Triphase secures FDA orphan drug designation for Marizomib in Malignant Glioma

MI_triphaseTORONTO and SAN DIEGO (November 19, 2015) — Triphase Accelerator Corporation, a private drug development company dedicated to advancing novel compounds through Phase 2 proof-of-concept, today announced that the U.S. Food and Drug Administration (FDA) has granted orphan drug designation for marizomib to treat patients with malignant glioma.

Malignant glioma is an aggressive form of brain cancer for which there is a significant unmet need in current treatments due to the disease’s poor prognosis. Triphase is evaluating marizomib, a novel and highly potent proteasome inhibitor, in combination with bevacizumab in patients with recurrent glioblastoma.

Orphan drug designation is granted by the FDA Office of Orphan Products Development (OOPD) to novel drugs or biologics that treat a rare disease or condition affecting fewer than 200,000 patients in the United States.

“The orphan drug designation granted by the FDA recognizes the unique potential of marizomib to benefit patients with malignant glioma, for whom current therapies provide minimal benefit,” said Mohit Trikha, Ph.D., Triphase’s chief scientific officer and head of R&D. “Our Triphase Accelerator model enables faster and more efficient drug development than traditional approaches, due to our extensive clinical and regulatory experience in developing marizomib and our relationships with key investigators and leading institutions. Building on our experience and working with urgency and dedication, Triphase Accelerator rapidly advances novel compounds through Phase 2 proof-of-concept in key areas of high patient need, such as malignant glioma.”

An orphan drug designation provides the drug developer with a seven-year period of U.S. marketing exclusivity, as well as tax credits for clinical research costs, the ability to apply for annual grant funding, clinical research trial design assistance, and waiver of Prescription Drug User Fee Act (PDUFA) filing fees.
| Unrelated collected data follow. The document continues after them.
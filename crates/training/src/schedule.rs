//! Step-indexed learning-rate schedule.

#[derive(Debug, Clone, PartialEq)]
pub struct PiecewiseConstant {
    boundaries: Vec<usize>,
    values: Vec<f64>,
}

impl PiecewiseConstant {
    /// `values.len()` must be `boundaries.len() + 1`.
    pub fn new(boundaries: Vec<usize>, values: Vec<f64>) -> Option<Self> {
        (values.len() == boundaries.len() + 1 && boundaries.windows(2).all(|w| w[0] <= w[1]))
            .then_some(Self { boundaries, values })
    }

    /// `lr` until 3/5 of the run, `lr / 2` until 4/5, `lr / 4` after.
    pub fn for_run(learning_rate: f64, total_steps: usize) -> Self {
        Self {
            boundaries: vec![total_steps * 3 / 5, total_steps * 4 / 5],
            values: vec![learning_rate, learning_rate / 2.0, learning_rate / 4.0],
        }
    }

    /// A step equal to a boundary still gets the earlier value.
    pub fn value(&self, step: usize) -> f64 {
        let idx = self
            .boundaries
            .iter()
            .position(|b| step <= *b)
            .unwrap_or(self.boundaries.len());
        self.values[idx]
    }

    pub fn boundaries(&self) -> &[usize] {
        &self.boundaries
    }
}
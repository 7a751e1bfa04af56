//! Per-pixel reference network.
//!
//! A stack of 1×1 layers over the (optionally stereo-concatenated) input.
//! It is not a competitive architecture; it exists so the training stack can
//! run end to end with the real loss wiring: photometric reconstruction of
//! both views, edge-aware smoothness, left-right consistency, and masked
//! semantic cross-entropy.

use crate::ops::{image_loss, shift_x, smoothness};
use crate::params::{Encoder, ModelParams, Task};
use crate::variable::{Init, VariableId, VariableSpec};
use crate::weights::WeightSet;
use crate::{ModelError, ModelInputs, ModelOutputs, StereoModel};
use burn::tensor::activation::{log_softmax, relu, sigmoid};
use burn::tensor::backend::Backend;
use burn::tensor::{Int, Tensor};
use stereo_dataset::Mode;
use tracing::trace;

/// Cityscapes label ids 0..=33.
pub const NUM_CLASSES: usize = 34;
pub const MAX_DISPARITY: f32 = 0.3;

#[derive(Debug, Clone)]
pub struct PointwiseStereoModel {
    params: ModelParams,
    mode: Mode,
    task: Task,
    hidden: usize,
    variables: Vec<VariableSpec>,
}

fn layer(specs: &mut Vec<VariableSpec>, scope: &[&str], fan_in: usize, fan_out: usize) {
    let base = VariableId::new(scope.iter().copied());
    specs.push(VariableSpec {
        id: base.child("weights"),
        shape: vec![fan_in, fan_out],
        init: Init::Xavier,
    });
    specs.push(VariableSpec {
        id: base.child("biases"),
        shape: vec![fan_out],
        init: Init::Zeros,
    });
}

impl PointwiseStereoModel {
    pub fn new(params: ModelParams, mode: Mode, task: Task) -> Self {
        let hidden = match params.encoder {
            Encoder::Vgg => 16,
            Encoder::Resnet50 => 32,
        };
        let input_channels = if params.do_stereo { 6 } else { 3 };

        let mut variables = Vec::new();
        layer(&mut variables, &["encoder", "conv1"], input_channels, hidden);
        if params.encoder == Encoder::Resnet50 {
            layer(&mut variables, &["encoder", "res1"], hidden, hidden);
        }
        if task.has_depth() {
            if params.use_deconv {
                layer(&mut variables, &["decoder", "upconv1"], hidden, hidden);
            }
            layer(&mut variables, &["decoder", "disp"], hidden, 2);
        }
        if task.has_semantic() {
            layer(&mut variables, &["semantic", "logits"], hidden, NUM_CLASSES);
        }

        Self {
            params,
            mode,
            task,
            hidden,
            variables,
        }
    }

    pub fn params(&self) -> &ModelParams {
        &self.params
    }

    fn dense<B: Backend>(
        &self,
        weights: &WeightSet<B>,
        scope: &[&str],
        x: Tensor<B, 2>,
        fan_out: usize,
    ) -> Result<Tensor<B, 2>, ModelError> {
        let base = VariableId::new(scope.iter().copied());
        let fan_in = x.dims()[1];
        let w = weights.matrix(&base.child("weights"), fan_in, fan_out)?;
        let b = weights.bias(&base.child("biases"), fan_out)?;
        Ok(x.matmul(w) + b)
    }

    fn depth_loss<B: Backend>(
        &self,
        left: Tensor<B, 4>,
        right: Tensor<B, 4>,
        disp_left: Tensor<B, 4>,
        disp_right: Tensor<B, 4>,
    ) -> Tensor<B, 1> {
        let p = &self.params;
        let width = left.dims()[2] as f32;
        let left_est = shift_x(right.clone(), disp_left.clone().mul_scalar(width), p.wrap_mode);
        let right_est = shift_x(left.clone(), disp_right.clone().mul_scalar(-width), p.wrap_mode);

        let reconstruction = image_loss(left_est, left.clone(), p.alpha_image_loss, p.wrap_mode)
            + image_loss(right_est, right.clone(), p.alpha_image_loss, p.wrap_mode);
        let smooth = smoothness(disp_left.clone(), left, p.wrap_mode)
            + smoothness(disp_right.clone(), right, p.wrap_mode);
        let lr_consistency = (disp_left - disp_right).abs().mean();

        reconstruction
            + smooth.mul_scalar(p.disp_gradient_loss_weight)
            + lr_consistency.mul_scalar(p.lr_loss_weight)
    }

    /// Cross-entropy over pixels with `valid == 1`, averaged over those pixels.
    fn semantic_loss<B: Backend>(
        logits: Tensor<B, 2>,
        labels: Tensor<B, 4>,
        valid: Tensor<B, 4>,
    ) -> Tensor<B, 1> {
        let [pixels, classes] = logits.dims();
        let device = logits.device();
        let class_ids = Tensor::<B, 1, Int>::arange(0..classes as i64, &device)
            .float()
            .reshape([1, classes])
            .expand([pixels, classes]);
        let one_hot = labels
            .reshape([pixels, 1])
            .expand([pixels, classes])
            .equal(class_ids)
            .float();
        let valid = valid.reshape([pixels, 1]);
        let nll = (one_hot * log_softmax(logits, 1)).sum_dim(1).neg() * valid.clone();
        nll.sum().div(valid.sum().clamp_min(1.0))
    }
}

impl StereoModel for PointwiseStereoModel {
    fn variables(&self) -> &[VariableSpec] {
        &self.variables
    }

    fn mode(&self) -> Mode {
        self.mode
    }

    fn task(&self) -> Task {
        self.task
    }

    fn forward<B: Backend>(
        &self,
        weights: &WeightSet<B>,
        inputs: &ModelInputs<B>,
        tower: usize,
    ) -> Result<ModelOutputs<B>, ModelError> {
        let [n, h, w, _] = inputs.left.dims();
        let pixels = n * h * w;
        trace!(tower, n, h, w, "pointwise forward");

        let x = if self.params.do_stereo {
            let right = inputs.right.clone().ok_or(ModelError::MissingInput("right"))?;
            Tensor::cat(vec![inputs.left.clone(), right], 3)
        } else {
            inputs.left.clone()
        };
        let channels = x.dims()[3];
        let x = x.reshape([pixels, channels]);

        let mut features = relu(self.dense(weights, &["encoder", "conv1"], x, self.hidden)?);
        if self.params.encoder == Encoder::Resnet50 {
            let residual = relu(self.dense(weights, &["encoder", "res1"], features.clone(), self.hidden)?);
            features = features + residual;
        }

        let train = self.mode == Mode::Train;
        let mut total_loss: Option<Tensor<B, 1>> = None;
        let mut disp_left_est = None;
        let mut sem_est = None;

        if self.task.has_depth() {
            let mut decoded = features.clone();
            if self.params.use_deconv {
                decoded = relu(self.dense(weights, &["decoder", "upconv1"], decoded, self.hidden)?);
            }
            let disp = sigmoid(self.dense(weights, &["decoder", "disp"], decoded, 2)?)
                .mul_scalar(MAX_DISPARITY)
                .reshape([n, h, w, 2]);
            let disp_left = disp.clone().slice([0..n, 0..h, 0..w, 0..1]);
            let disp_right = disp.slice([0..n, 0..h, 0..w, 1..2]);
            disp_left_est = Some(disp_left.clone().reshape([n, h, w]));

            if train {
                let right = inputs.right.clone().ok_or(ModelError::MissingInput("right"))?;
                let loss = self.depth_loss(inputs.left.clone(), right, disp_left, disp_right);
                total_loss = Some(loss);
            }
        }

        if self.task.has_semantic() {
            let logits = self.dense(weights, &["semantic", "logits"], features, NUM_CLASSES)?;
            sem_est = Some(logits.clone().reshape([n, h, w, NUM_CLASSES]));

            if train {
                let labels = inputs.semantic.clone().ok_or(ModelError::MissingInput("semantic"))?;
                let valid = inputs.valid.clone().ok_or(ModelError::MissingInput("valid"))?;
                let loss = Self::semantic_loss(logits, labels, valid);
                total_loss = Some(match total_loss {
                    Some(depth) => depth + loss,
                    None => loss,
                });
            }
        }

        Ok(ModelOutputs {
            total_loss,
            disp_left_est,
            sem_est,
        })
    }
}

#[cfg(test)]
mod tests {
    use super::*;
    use burn::tensor::TensorData;

    type B = burn_ndarray::NdArray<f32>;

    fn params(task: Task) -> ModelParams {
        ModelParams {
            height: 2,
            width: 4,
            batch_size: 2,
            task,
            ..ModelParams::default()
        }
    }

    fn image(n: usize, value: f32) -> Tensor<B, 4> {
        let data: Vec<f32> = (0..n * 2 * 4 * 3)
            .map(|i| (value + i as f32 * 0.01) % 1.0)
            .collect();
        Tensor::from_data(TensorData::new(data, [n, 2, 4, 3]), &Default::default())
    }

    fn mask(n: usize, value: f32) -> Tensor<B, 4> {
        Tensor::from_data(TensorData::new(vec![value; n * 8], [n, 2, 4, 1]), &Default::default())
    }

    #[test]
    fn inventory_follows_task_and_encoder() {
        let depth = PointwiseStereoModel::new(params(Task::Depth), Mode::Train, Task::Depth);
        let names: Vec<String> = depth.variable_ids().iter().map(|v| v.to_string()).collect();
        assert_eq!(
            names,
            [
                "encoder/conv1/weights",
                "encoder/conv1/biases",
                "decoder/disp/weights",
                "decoder/disp/biases"
            ]
        );

        let mut p = params(Task::SemanticDepth);
        p.encoder = Encoder::Resnet50;
        p.do_stereo = true;
        let full = PointwiseStereoModel::new(p, Mode::Train, Task::SemanticDepth);
        assert_eq!(full.variables().len(), 8);
        assert_eq!(full.variables()[0].shape, vec![6, 32]);
    }

    #[test]
    fn train_forward_produces_finite_loss() {
        let model = PointwiseStereoModel::new(
            params(Task::SemanticDepth),
            Mode::Train,
            Task::SemanticDepth,
        );
        let device = Default::default();
        let weights = WeightSet::<B>::initialize(model.variables(), 3, &device);
        let inputs = ModelInputs {
            left: image(2, 0.1),
            right: Some(image(2, 0.4)),
            semantic: Some(mask(2, 7.0)),
            valid: Some(mask(2, 1.0)),
        };
        let out = model.forward(&weights, &inputs, 0).unwrap();
        let loss = out.total_loss.unwrap().into_scalar();
        assert!(loss.is_finite() && loss > 0.0);
        assert_eq!(out.disp_left_est.unwrap().dims(), [2, 2, 4]);
        assert_eq!(out.sem_est.unwrap().dims(), [2, 2, 4, NUM_CLASSES]);
    }

    #[test]
    fn disparity_is_bounded() {
        let model = PointwiseStereoModel::new(params(Task::Depth), Mode::Test, Task::Depth);
        let weights = WeightSet::<B>::initialize(model.variables(), 9, &Default::default());
        let inputs = ModelInputs {
            left: image(1, 0.3),
            right: None,
            semantic: None,
            valid: None,
        };
        let out = model.forward(&weights, &inputs, 0).unwrap();
        assert!(out.total_loss.is_none());
        let disp = out.disp_left_est.unwrap().into_data().to_vec::<f32>().unwrap();
        assert!(disp.iter().all(|d| (0.0..=MAX_DISPARITY).contains(d)));
    }

    #[test]
    fn train_without_right_view_is_rejected() {
        let model = PointwiseStereoModel::new(params(Task::Depth), Mode::Train, Task::Depth);
        let weights = WeightSet::<B>::initialize(model.variables(), 1, &Default::default());
        let inputs = ModelInputs {
            left: image(1, 0.3),
            right: None,
            semantic: None,
            valid: None,
        };
        assert!(matches!(
            model.forward(&weights, &inputs, 0),
            Err(ModelError::MissingInput("right"))
        ));
    }

    #[test]
    fn masked_pixels_do_not_contribute_to_semantic_loss() {
        let model = PointwiseStereoModel::new(params(Task::Semantic), Mode::Train, Task::Semantic);
        let weights = WeightSet::<B>::initialize(model.variables(), 4, &Default::default());
        let inputs = |label: f32| ModelInputs {
            left: image(1, 0.2),
            right: Some(image(1, 0.6)),
            semantic: Some(mask(1, label)),
            valid: Some(mask(1, 0.0)),
        };
        let a = model.forward(&weights, &inputs(3.0), 0).unwrap();
        let b = model.forward(&weights, &inputs(20.0), 0).unwrap();
        assert_eq!(a.total_loss.unwrap().into_scalar(), 0.0);
        assert_eq!(b.total_loss.unwrap().into_scalar(), 0.0);
    }
}
//! Scalar summaries, one JSON object per line in `<run_dir>/summaries.jsonl`.

use serde::Serialize;
use std::fs::{self, File, OpenOptions};
use std::io::{self, BufWriter, Write};
use std::path::Path;

pub const SUMMARY_FILE: &str = "summaries.jsonl";

#[derive(Debug, Clone, PartialEq, Serialize, serde::Deserialize)]
pub struct SummaryRecord {
    pub step: usize,
    pub tag: String,
    pub value: f64,
}

pub struct SummaryWriter {
    out: BufWriter<File>,
}

impl SummaryWriter {
    /// Appends to an existing file so a resumed run keeps its history.
    pub fn open(run_dir: &Path) -> io::Result<Self> {
        fs::create_dir_all(run_dir)?;
        let path = run_dir.join(SUMMARY_FILE);
        let file = OpenOptions::new().create(true).append(true).open(&path)?;
        Ok(Self {
            out: BufWriter::new(file),
        })
    }

    pub fn scalar(&mut self, step: usize, tag: &str, value: f64) -> io::Result<()> {
        let record = SummaryRecord {
            step,
            tag: tag.to_string(),
            value,
        };
        serde_json::to_writer(&mut self.out, &record)?;
        self.out.write_all(b"\n")
    }

    pub fn flush(&mut self) -> io::Result<()> {
        self.out.flush()
    }
}

pub fn read_summaries(path: &Path) -> io::Result<Vec<SummaryRecord>> {
    fs::read_to_string(path)?
        .lines()
        .filter(|l| !l.trim().is_empty())
        .map(|l| serde_json::from_str(l).map_err(io::Error::from))
        .collect()
}

#[cfg(test)]
mod tests {
    use super::*;

    #[test]
    fn records_append_across_writers() -> anyhow::Result<()> {
        let dir = tempfile::tempdir()?;
        {
            let mut w = SummaryWriter::open(dir.path())?;
            w.scalar(100, "total_loss", 0.5)?;
            w.flush()?;
        }
        let mut w = SummaryWriter::open(dir.path())?;
        w.scalar(200, "learning_rate", 1e-4)?;
        w.flush()?;
        let records = read_summaries(&dir.path().join(SUMMARY_FILE))?;
        assert_eq!(records.len(), 2);
        assert_eq!(records[0].tag, "total_loss");
        assert_eq!(records[1].step, 200);
        Ok(())
    }
}
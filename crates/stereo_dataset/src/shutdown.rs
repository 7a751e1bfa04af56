//! Pipeline-wide cancellation.
//!
//! A [`ShutdownSignal`] is cloned into every producer and the consumer. Every
//! blocking point selects on [`ShutdownSignal::receiver`] next to its data
//! channel: triggering drops the only sender, so all pending and future
//! receives on it complete at once.

use crossbeam_channel::{bounded, Receiver, Sender};
use std::sync::atomic::{AtomicBool, Ordering};
use std::sync::{Arc, Mutex};

#[derive(Clone)]
pub struct ShutdownSignal {
    triggered: Arc<AtomicBool>,
    sender: Arc<Mutex<Option<Sender<()>>>>,
    receiver: Receiver<()>,
}

impl Default for ShutdownSignal {
    fn default() -> Self {
        Self::new()
    }
}

impl ShutdownSignal {
    pub fn new() -> Self {
        let (tx, rx) = bounded(0);
        Self {
            triggered: Arc::new(AtomicBool::new(false)),
            sender: Arc::new(Mutex::new(Some(tx))),
            receiver: rx,
        }
    }

    /// Idempotent.
    pub fn trigger(&self) {
        self.triggered.store(true, Ordering::SeqCst);
        let taken = match self.sender.lock() {
            Ok(mut guard) => guard.take(),
            Err(poisoned) => poisoned.into_inner().take(),
        };
        drop(taken);
    }

    pub fn is_triggered(&self) -> bool {
        self.triggered.load(Ordering::SeqCst)
    }

    /// Becomes ready (disconnected) once the signal fires; never yields a value.
    pub fn receiver(&self) -> &Receiver<()> {
        &self.receiver
    }
}
//! Stereo depth / semantic models for the semdepth training stack.
//!
//! This crate defines the contract the training and test loops drive:
//! - `StereoModel`: trainable inventory plus a forward pass over an explicit `WeightSet`.
//! - `VariableId`: structured component path used for checkpoint matching.
//! - `PointwiseStereoModel`: small per-pixel reference network with the full loss wiring.
//!
//! Weights are never owned by a model. Every tower of a step receives the same
//! `WeightSet` snapshot, so there is no variable-reuse flag to thread through.

pub mod ops;
pub mod params;
pub mod pointwise;
pub mod variable;
pub mod weights;

use burn::tensor::backend::Backend;
use burn::tensor::Tensor;
use stereo_dataset::{BurnStereoBatch, Mode};
use thiserror::Error;

pub use params::{Encoder, ModelParams, Task, WrapMode};
pub use pointwise::{PointwiseStereoModel, NUM_CLASSES};
pub use variable::{Init, InvalidVariableId, VariableId, VariableSpec, VariableValues};
pub use weights::WeightSet;

#[derive(Debug, Error)]
pub enum ModelError {
    #[error("variable {0} is not in the weight set")]
    MissingVariable(VariableId),
    #[error("variable {id} has shape {found:?}, expected {expected:?}")]
    ShapeMismatch {
        id: VariableId,
        expected: Vec<usize>,
        found: Vec<usize>,
    },
    #[error("{0} input is required for this mode and task")]
    MissingInput(&'static str),
    #[error("tensor readback failed: {0}")]
    Tensor(String),
}

/// One tower's shard, NHWC.
#[derive(Debug, Clone)]
pub struct ModelInputs<B: Backend> {
    pub left: Tensor<B, 4>,
    pub right: Option<Tensor<B, 4>>,
    /// Category ids as floats, N×H×W×1.
    pub semantic: Option<Tensor<B, 4>>,
    pub valid: Option<Tensor<B, 4>>,
}

impl<B: Backend> From<BurnStereoBatch<B>> for ModelInputs<B> {
    fn from(batch: BurnStereoBatch<B>) -> Self {
        Self {
            left: batch.left,
            right: batch.right,
            semantic: Some(batch.semantic),
            valid: Some(batch.valid),
        }
    }
}

#[derive(Debug, Clone)]
pub struct ModelOutputs<B: Backend> {
    /// Scalar loss; training mode only.
    pub total_loss: Option<Tensor<B, 1>>,
    /// Left disparity at full resolution, N×H×W.
    pub disp_left_est: Option<Tensor<B, 3>>,
    /// Semantic logits, N×H×W×C.
    pub sem_est: Option<Tensor<B, 4>>,
}

/// A network the training loop can drive.
pub trait StereoModel: Send + Sync {
    /// Trainable inventory in a fixed order; towers report gradients in this order.
    fn variables(&self) -> &[VariableSpec];

    fn mode(&self) -> Mode;

    fn task(&self) -> Task;

    fn forward<B: Backend>(
        &self,
        weights: &WeightSet<B>,
        inputs: &ModelInputs<B>,
        tower: usize,
    ) -> Result<ModelOutputs<B>, ModelError>;

    fn variable_ids(&self) -> Vec<VariableId> {
        self.variables().iter().map(|v| v.id.clone()).collect()
    }

    /// Number of trainable scalars.
    fn parameter_count(&self) -> usize {
        self.variables().iter().map(VariableSpec::numel).sum()
    }
}

pub mod prelude {
    pub use super::{
        ModelError, ModelInputs, ModelOutputs, ModelParams, PointwiseStereoModel, StereoModel,
        Task, VariableId, VariableSpec, WeightSet,
    };
}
The OOPD also works on rare disease issues with the medical and research communities, professional organizations, academia, governmental agencies, industry, and rare disease patient groups.

About Triphase Accelerator

Triphase Accelerator, a private drug development company focusing on oncology and with operations in Toronto and San Diego, is advancing novel compounds through Phase 2 proof-of-concept clinical studies using a unique, science-based, high-quality model that is faster and more cost-effective than traditional pharmaceutical and biotech drug development approaches. Triphase Accelerator was spun out of the Ontario Institute for Cancer Research (OICR), with support from the Fight Against Cancer Innovation Trust (FACIT), MaRS Innovation and MaRS Discovery District. It has a strategic relationship with Celgene for marizomib.